----- DATA -----
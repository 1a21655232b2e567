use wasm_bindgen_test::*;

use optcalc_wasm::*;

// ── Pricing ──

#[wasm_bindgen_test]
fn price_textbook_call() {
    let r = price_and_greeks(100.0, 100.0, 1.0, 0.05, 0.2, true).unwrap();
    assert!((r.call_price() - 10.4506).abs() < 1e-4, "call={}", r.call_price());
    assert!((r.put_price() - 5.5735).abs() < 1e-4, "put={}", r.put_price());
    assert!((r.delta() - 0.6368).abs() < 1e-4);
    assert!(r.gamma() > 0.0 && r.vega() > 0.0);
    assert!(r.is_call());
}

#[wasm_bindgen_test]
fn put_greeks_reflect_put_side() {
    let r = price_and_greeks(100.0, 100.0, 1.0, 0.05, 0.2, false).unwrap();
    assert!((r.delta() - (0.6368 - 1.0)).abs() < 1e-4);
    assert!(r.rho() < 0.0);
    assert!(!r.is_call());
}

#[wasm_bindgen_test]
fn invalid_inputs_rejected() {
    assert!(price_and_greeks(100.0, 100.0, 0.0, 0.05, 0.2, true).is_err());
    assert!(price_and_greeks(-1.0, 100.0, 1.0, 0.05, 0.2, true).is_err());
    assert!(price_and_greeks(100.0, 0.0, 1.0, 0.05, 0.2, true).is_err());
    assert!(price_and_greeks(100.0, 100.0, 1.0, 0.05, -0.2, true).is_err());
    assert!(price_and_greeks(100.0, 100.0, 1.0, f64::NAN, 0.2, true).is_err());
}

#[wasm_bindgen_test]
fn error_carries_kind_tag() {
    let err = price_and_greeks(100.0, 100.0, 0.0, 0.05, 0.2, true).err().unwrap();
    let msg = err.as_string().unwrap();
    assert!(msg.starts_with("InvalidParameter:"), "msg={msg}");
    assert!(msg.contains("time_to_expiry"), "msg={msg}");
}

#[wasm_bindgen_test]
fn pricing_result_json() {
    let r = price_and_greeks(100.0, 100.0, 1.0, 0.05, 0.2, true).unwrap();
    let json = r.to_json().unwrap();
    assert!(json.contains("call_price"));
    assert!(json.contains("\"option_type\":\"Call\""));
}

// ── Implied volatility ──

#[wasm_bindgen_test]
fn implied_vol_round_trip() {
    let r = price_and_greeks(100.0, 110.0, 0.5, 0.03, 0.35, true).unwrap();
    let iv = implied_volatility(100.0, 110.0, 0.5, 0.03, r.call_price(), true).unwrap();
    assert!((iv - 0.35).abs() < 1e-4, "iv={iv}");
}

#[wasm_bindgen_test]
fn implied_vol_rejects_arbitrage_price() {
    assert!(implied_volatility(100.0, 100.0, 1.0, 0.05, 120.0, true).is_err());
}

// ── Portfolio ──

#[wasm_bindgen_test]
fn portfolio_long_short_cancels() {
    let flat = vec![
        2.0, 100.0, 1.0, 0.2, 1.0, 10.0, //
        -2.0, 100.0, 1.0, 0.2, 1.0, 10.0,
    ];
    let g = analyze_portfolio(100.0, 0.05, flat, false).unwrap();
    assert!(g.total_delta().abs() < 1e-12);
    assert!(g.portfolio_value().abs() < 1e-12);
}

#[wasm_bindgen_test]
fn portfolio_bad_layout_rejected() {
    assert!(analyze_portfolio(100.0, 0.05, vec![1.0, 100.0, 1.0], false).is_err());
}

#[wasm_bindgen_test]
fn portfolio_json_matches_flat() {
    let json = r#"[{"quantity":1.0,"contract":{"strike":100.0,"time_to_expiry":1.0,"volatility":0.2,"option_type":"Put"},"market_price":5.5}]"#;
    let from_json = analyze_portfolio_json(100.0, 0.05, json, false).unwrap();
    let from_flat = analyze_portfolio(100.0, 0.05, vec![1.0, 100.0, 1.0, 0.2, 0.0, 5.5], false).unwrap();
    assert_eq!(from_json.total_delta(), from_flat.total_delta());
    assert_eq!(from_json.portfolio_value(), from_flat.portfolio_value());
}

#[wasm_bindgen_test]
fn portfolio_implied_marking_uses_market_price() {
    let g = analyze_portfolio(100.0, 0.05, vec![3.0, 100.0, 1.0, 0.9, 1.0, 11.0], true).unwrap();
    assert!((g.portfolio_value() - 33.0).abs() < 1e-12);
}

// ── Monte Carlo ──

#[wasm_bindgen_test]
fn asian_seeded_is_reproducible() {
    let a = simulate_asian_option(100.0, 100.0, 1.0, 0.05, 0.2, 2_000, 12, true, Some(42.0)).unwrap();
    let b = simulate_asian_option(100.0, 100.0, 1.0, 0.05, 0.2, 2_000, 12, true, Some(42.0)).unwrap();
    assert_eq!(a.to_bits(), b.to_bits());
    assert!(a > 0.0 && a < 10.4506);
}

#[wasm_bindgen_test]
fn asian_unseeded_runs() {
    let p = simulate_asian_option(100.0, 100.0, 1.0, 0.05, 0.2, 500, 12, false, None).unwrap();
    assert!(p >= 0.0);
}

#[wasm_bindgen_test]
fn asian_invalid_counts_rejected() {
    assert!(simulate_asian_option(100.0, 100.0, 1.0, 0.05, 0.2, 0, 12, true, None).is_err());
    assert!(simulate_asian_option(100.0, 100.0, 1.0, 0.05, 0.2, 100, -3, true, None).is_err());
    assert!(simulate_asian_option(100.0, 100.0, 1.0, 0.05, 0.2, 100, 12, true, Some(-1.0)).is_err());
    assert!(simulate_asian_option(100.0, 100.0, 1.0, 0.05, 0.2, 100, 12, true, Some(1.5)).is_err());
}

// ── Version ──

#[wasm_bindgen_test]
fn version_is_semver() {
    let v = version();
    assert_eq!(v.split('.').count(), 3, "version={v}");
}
-----
■ INSTRUCTIONS TO FOLLOW ■
Would you set down the full listing exactly as it reads?

■ RESPONSE TO THIS TASK ■
repository 1a21655232b2e567
use wasm_bindgen_test::*;

use optcalc_wasm::*;

// ── Pricing ──

#[wasm_bindgen_test]
fn price_textbook_call() {
    let r = price_and_greeks(100.0, 100.0, 1.0, 0.05, 0.2, true).unwrap();
    assert!((r.call_price() - 10.4506).abs() < 1e-4, "call={}", r.call_price());
    assert!((r.put_price() - 5.5735).abs() < 1e-4, "put={}", r.put_price());
    assert!((r.delta() - 0.6368).abs() < 1e-4);
    assert!(r.gamma() > 0.0 && r.vega() > 0.0);
    assert!(r.is_call());
}

#[wasm_bindgen_test]
fn put_greeks_reflect_put_side() {
    let r = price_and_greeks(100.0, 100.0, 1.0, 0.05, 0.2, false).unwrap();
    assert!((r.delta() - (0.6368 - 1.0)).abs() < 1e-4);
    assert!(r.rho() < 0.0);
    assert!(!r.is_call());
}

#[wasm_bindgen_test]
fn invalid_inputs_rejected() {
    assert!(price_and_greeks(100.0, 100.0, 0.0, 0.05, 0.2, true).is_err());
    assert!(price_and_greeks(-1.0, 100.0, 1.0, 0.05, 0.2, true).is_err());
    assert!(price_and_greeks(100.0, 0.0, 1.0, 0.05, 0.2, true).is_err());
    assert!(price_and_greeks(100.0, 100.0, 1.0, 0.05, -0.2, true).is_err());
    assert!(price_and_greeks(100.0, 100.0, 1.0, f64::NAN, 0.2, true).is_err());
}

#[wasm_bindgen_test]
fn error_carries_kind_tag() {
    let err = price_and_greeks(100.0, 100.0, 0.0, 0.05, 0.2, true).err().unwrap();
    let msg = err.as_string().unwrap();
    assert!(msg.starts_with("InvalidParameter:"), "msg={msg}");
    assert!(msg.contains("time_to_expiry"), "msg={msg}");
}

#[wasm_bindgen_test]
fn pricing_result_json() {
    let r = price_and_greeks(100.0, 100.0, 1.0, 0.05, 0.2, true).unwrap();
    let json = r.to_json().unwrap();
    assert!(json.contains("call_price"));
    assert!(json.contains("\"option_type\":\"Call\""));
}

// ── Implied volatility ──

#[wasm_bindgen_test]
fn implied_vol_round_trip() {
    let r = price_and_greeks(100.0, 110.0, 0.5, 0.03, 0.35, true).unwrap();
    let iv = implied_volatility(100.0, 110.0, 0.5, 0.03, r.call_price(), true).unwrap();
    assert!((iv - 0.35).abs() < 1e-4, "iv={iv}");
}

#[wasm_bindgen_test]
fn implied_vol_rejects_arbitrage_price() {
    assert!(implied_volatility(100.0, 100.0, 1.0, 0.05, 120.0, true).is_err());
}

// ── Portfolio ──

#[wasm_bindgen_test]
fn portfolio_long_short_cancels() {
    let flat = vec![
        2.0, 100.0, 1.0, 0.2, 1.0, 10.0, //
        -2.0, 100.0, 1.0, 0.2, 1.0, 10.0,
    ];
    let g = analyze_portfolio(100.0, 0.05, flat, false).unwrap();
    assert!(g.total_delta().abs() < 1e-12);
    assert!(g.portfolio_value().abs() < 1e-12);
}

#[wasm_bindgen_test]
fn portfolio_bad_layout_rejected() {
    assert!(analyze_portfolio(100.0, 0.05, vec![1.0, 100.0, 1.0], false).is_err());
}

#[wasm_bindgen_test]
fn portfolio_json_matches_flat() {
    let json = r#"[{"quantity":1.0,"contract":{"strike":100.0,"time_to_expiry":1.0,"volatility":0.2,"option_type":"Put"},"market_price":5.5}]"#;
    let from_json = analyze_portfolio_json(100.0, 0.05, json, false).unwrap();
    let from_flat = analyze_portfolio(100.0, 0.05, vec![1.0, 100.0, 1.0, 0.2, 0.0, 5.5], false).unwrap();
    assert_eq!(from_json.total_delta(), from_flat.total_delta());
    assert_eq!(from_json.portfolio_value(), from_flat.portfolio_value());
}

#[wasm_bindgen_test]
fn portfolio_implied_marking_uses_market_price() {
    let g = analyze_portfolio(100.0, 0.05, vec![3.0, 100.0, 1.0, 0.9, 1.0, 11.0], true).unwrap();
    assert!((g.portfolio_value() - 33.0).abs() < 1e-12);
}

// ── Monte Carlo ──

#[wasm_bindgen_test]
fn asian_seeded_is_reproducible() {
    let a = simulate_asian_option(100.0, 100.0, 1.0, 0.05, 0.2, 2_000, 12, true, Some(42.0)).unwrap();
    let b = simulate_asian_option(100.0, 100.0, 1.0, 0.05, 0.2, 2_000, 12, true, Some(42.0)).unwrap();
    assert_eq!(a.to_bits(), b.to_bits());
    assert!(a > 0.0 && a < 10.4506);
}

#[wasm_bindgen_test]
fn asian_unseeded_runs() {
    let p = simulate_asian_option(100.0, 100.0, 1.0, 0.05, 0.2, 500, 12, false, None).unwrap();
    assert!(p >= 0.0);
}

#[wasm_bindgen_test]
fn asian_invalid_counts_rejected() {
    assert!(simulate_asian_option(100.0, 100.0, 1.0, 0.05, 0.2, 0, 12, true, None).is_err());
    assert!(simulate_asian_option(100.0, 100.0, 1.0, 0.05, 0.2, 100, -3, true, None).is_err());
    assert!(simulate_asian_option(100.0, 100.0, 1.0, 0.05, 0.2, 100, 12, true, Some(-1.0)).is_err());
    assert!(simulate_asian_option(100.0, 100.0, 1.0, 0.05, 0.2, 100, 12, true, Some(1.5)).is_err());
}

// ── Version ──

#[wasm_bindgen_test]
fn version_is_semver() {
    let v = version();
    assert_eq!(v.split('.').count(), 3, "version={v}");
}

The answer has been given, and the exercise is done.